The Nigerian government says the burial of the 26 female Nigerian migrants who died in the Mediterranean Sea was hasty, especially as postmortem examination was not carried out to actually determine what led to their deaths.
Abike Dabiri-Erewa, Special Assistant to President Muhammadu Buhari on Diaspora Matters, said this on Monday during an interaction with journalists.
Dabiri-Erewa wondered why the Italian Government would conduct a funeral for the deceased Migrants nine days earlier than the date it communicated to the Nigerian government.
She said the National Agency for the Prohibition of Trafficking in Persons (NAPTIP) was informed that the burial would take place on November 26, 2017, only for the burial to be carried out on November 17.
She said that a protest letter had been sent to the Italian envoy in Nigeria over the matter.

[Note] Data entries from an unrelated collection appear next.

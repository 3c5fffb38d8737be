//! Provides parsers for variables.

use crate::parsed_types::Variable;
use crate::parsers::{parse_name, ParseResult, Span};
use nom::bytes::complete::tag;
use nom::combinator::map;
use nom::sequence::preceded;

/// Parses a variable, i.e. `?<name>` and returns its name.
///
/// ## Example
/// ```
/// # use lazylifted::parsers::{parse_variable, preamble::*};
/// assert!(parse_variable(Span::new("?abcde")).is_value("abcde".into()));
/// assert!(parse_variable(Span::new("?a-1_2")).is_value("a-1_2".into()));
/// assert!(parse_variable(Span::new("?Z01")).is_value("Z01".into()));
/// assert!(parse_variable(Span::new("?x-_-_")).is_value("x-_-_".into()));
///
/// assert!(parse_variable(Span::new("abcde")).is_err());
/// assert!(parse_variable(Span::new("?-")).is_err());
/// assert!(parse_variable(Span::new("?1")).is_err());
///```
pub fn parse_variable<'a, T: Into<Span<'a>>>(input: T) -> ParseResult<'a, Variable> {
    map(preceded(tag("?"), parse_name), Variable::from)(input.into())
}

impl crate::parsers::Parser for Variable {
    type Item = Variable;

    /// Parses a variable.
    ///
    /// ## Example
    /// ```
    /// # use lazylifted::parsers::Parser;
    /// # use lazylifted::parsed_types::Variable;
    /// let (_, value) = Variable::parse("?abcde").unwrap();
    /// assert_eq!(value, "abcde".into());
    ///```
    ///
    /// ## See also
    /// See [`parse_variable`].
    fn parse<'a, S: Into<Span<'a>>>(input: S) -> ParseResult<'a, Self::Item> {
        parse_variable(input)
    }
}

“Why were they (the bodies) hurriedly buried nine days before the date communicated to the DG, NAPTIP by the Italian Embassy without any information to Nigerian Government?” Dabiri-Erewa queried?
“Why the rush to bury the bodies without carrying out post-mortem to determine the causes of death?”
Dabiri-Erewa further said that out of the 26 migrants that were buried, only three had been properly identified as Nigerians. Others were yet to be identified before they were interred.
She said families of the deceased migrants may have wanted them buried in their countries of origin.
Dabiri condemned the worsening migrant situation in Africa where people are reportedly auctioned for as low as $400 in Libya.
“This is totally unacceptable, despicable, and inhuman and should be condemned by anyone who is human and has blood running through their veins,” she said.
“The perpetrators of this heinous crime should also be sanctioned.”
She called on the African Union, European Union, United Nations High Commission for Refugees, International Organization on Migration and the Economic Community for West African States to tackle the menace of migrants trading in Libya and other parts of Africa and the world.